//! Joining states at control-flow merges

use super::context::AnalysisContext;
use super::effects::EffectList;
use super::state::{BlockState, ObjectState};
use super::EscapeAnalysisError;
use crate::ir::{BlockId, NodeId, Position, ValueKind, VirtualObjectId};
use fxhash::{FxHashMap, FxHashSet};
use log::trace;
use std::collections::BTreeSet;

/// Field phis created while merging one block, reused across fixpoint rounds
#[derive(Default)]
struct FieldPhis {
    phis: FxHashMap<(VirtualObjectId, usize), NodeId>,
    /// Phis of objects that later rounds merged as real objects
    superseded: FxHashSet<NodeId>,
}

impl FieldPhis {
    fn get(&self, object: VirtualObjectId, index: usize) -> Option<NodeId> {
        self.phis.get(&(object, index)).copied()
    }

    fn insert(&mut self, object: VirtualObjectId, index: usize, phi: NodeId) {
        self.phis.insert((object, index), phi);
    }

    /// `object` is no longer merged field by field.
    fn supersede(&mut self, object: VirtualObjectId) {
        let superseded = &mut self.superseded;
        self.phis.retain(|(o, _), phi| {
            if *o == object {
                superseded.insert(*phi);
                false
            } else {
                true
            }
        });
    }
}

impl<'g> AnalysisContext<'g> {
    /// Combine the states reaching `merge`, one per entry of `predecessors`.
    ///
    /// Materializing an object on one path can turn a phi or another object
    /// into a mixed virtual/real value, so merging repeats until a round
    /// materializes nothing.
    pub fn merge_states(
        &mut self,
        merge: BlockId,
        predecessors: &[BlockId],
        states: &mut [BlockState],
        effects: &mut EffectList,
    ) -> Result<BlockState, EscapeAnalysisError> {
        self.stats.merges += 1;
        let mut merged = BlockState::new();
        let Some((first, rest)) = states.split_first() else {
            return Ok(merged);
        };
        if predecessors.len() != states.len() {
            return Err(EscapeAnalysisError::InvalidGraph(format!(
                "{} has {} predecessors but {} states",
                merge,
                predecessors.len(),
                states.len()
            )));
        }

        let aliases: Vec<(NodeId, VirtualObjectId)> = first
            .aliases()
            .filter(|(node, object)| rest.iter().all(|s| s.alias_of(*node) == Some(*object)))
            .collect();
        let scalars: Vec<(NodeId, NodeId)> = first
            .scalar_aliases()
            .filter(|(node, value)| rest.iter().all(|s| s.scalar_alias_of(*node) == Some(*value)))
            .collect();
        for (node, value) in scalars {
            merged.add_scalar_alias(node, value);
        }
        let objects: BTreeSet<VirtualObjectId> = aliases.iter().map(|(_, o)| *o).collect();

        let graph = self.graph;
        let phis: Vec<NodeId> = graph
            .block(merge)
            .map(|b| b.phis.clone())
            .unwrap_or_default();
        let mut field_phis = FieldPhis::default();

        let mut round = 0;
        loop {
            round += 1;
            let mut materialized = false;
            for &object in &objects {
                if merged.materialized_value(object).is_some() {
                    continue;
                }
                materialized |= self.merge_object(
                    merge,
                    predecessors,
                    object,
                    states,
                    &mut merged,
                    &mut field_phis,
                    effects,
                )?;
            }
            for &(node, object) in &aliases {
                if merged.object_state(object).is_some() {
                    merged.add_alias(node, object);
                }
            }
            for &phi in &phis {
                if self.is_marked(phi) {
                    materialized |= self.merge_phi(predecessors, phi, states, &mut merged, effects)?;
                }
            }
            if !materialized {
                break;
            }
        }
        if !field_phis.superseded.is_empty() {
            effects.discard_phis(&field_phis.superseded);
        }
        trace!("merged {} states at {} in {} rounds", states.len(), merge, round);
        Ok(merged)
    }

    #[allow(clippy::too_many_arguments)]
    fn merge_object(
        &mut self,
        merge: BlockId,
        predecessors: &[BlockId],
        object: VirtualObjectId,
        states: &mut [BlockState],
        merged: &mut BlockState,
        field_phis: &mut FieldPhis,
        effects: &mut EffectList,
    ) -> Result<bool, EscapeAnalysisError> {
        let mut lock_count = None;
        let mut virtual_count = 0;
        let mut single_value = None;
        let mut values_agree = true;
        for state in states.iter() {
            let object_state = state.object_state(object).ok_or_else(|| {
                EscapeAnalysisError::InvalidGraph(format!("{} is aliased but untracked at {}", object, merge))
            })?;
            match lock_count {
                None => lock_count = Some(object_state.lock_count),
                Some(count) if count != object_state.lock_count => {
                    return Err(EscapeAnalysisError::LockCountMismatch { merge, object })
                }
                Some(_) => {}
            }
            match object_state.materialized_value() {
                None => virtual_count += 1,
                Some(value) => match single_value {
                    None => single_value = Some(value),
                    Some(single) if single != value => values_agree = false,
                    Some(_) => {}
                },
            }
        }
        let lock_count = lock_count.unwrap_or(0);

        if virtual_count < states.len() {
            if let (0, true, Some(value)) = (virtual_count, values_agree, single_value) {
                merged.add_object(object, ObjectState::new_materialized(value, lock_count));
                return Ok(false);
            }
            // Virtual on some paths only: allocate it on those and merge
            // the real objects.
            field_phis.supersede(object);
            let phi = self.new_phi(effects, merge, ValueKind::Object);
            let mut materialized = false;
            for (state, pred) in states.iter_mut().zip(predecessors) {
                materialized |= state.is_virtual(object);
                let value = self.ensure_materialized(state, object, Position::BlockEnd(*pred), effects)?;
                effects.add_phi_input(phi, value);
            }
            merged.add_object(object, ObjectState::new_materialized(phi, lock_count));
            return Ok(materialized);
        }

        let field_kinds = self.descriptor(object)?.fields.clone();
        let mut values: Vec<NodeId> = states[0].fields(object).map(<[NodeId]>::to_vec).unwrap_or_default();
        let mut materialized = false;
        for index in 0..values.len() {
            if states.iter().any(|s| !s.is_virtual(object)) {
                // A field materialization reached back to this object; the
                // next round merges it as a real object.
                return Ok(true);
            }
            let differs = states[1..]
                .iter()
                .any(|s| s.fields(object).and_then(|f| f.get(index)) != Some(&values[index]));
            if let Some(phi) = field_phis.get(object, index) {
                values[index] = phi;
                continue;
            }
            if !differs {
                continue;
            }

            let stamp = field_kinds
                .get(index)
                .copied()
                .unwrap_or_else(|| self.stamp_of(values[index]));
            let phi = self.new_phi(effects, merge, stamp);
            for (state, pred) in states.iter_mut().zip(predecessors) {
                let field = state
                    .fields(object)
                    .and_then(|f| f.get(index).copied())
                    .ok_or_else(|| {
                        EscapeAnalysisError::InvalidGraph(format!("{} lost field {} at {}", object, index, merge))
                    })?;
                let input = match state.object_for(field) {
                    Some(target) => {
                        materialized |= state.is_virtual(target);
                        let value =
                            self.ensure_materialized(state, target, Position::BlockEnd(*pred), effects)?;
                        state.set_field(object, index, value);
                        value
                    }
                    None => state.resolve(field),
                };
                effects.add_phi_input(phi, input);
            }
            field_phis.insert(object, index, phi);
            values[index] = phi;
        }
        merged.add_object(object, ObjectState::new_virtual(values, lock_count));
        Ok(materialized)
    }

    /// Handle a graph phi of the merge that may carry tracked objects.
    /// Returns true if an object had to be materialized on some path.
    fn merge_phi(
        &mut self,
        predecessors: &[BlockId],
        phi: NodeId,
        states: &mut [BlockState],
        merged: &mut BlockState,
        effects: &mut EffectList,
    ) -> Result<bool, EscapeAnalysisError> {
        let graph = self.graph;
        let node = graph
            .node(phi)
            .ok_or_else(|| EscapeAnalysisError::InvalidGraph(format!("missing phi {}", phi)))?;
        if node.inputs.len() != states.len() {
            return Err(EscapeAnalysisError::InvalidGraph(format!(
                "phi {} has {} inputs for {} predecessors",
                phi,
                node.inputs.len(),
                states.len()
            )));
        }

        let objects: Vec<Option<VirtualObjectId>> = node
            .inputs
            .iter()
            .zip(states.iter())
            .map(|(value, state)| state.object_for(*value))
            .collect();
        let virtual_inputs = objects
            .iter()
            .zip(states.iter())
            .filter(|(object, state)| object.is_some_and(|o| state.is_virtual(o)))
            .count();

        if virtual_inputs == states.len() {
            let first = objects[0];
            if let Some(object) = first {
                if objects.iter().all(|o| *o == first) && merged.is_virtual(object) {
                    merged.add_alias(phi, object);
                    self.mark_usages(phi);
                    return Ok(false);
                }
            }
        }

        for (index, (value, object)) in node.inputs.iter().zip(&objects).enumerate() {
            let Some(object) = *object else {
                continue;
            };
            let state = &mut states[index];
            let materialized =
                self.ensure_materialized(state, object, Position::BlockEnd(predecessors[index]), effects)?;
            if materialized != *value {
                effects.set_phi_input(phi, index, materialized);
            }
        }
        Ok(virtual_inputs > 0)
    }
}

What you have to do:
Your answer should consist of the lines of the listing that contain "NodeId", copied as they stand.

Task solution:
use crate::ir::{BlockId, NodeId, Position, ValueKind, VirtualObjectId};
    phis: FxHashMap<(VirtualObjectId, usize), NodeId>,
    superseded: FxHashSet<NodeId>,
    fn get(&self, object: VirtualObjectId, index: usize) -> Option<NodeId> {
    fn insert(&mut self, object: VirtualObjectId, index: usize, phi: NodeId) {
        let aliases: Vec<(NodeId, VirtualObjectId)> = first
        let scalars: Vec<(NodeId, NodeId)> = first
        let phis: Vec<NodeId> = graph
        let mut values: Vec<NodeId> = states[0].fields(object).map(<[NodeId]>::to_vec).unwrap_or_default();
        phi: NodeId,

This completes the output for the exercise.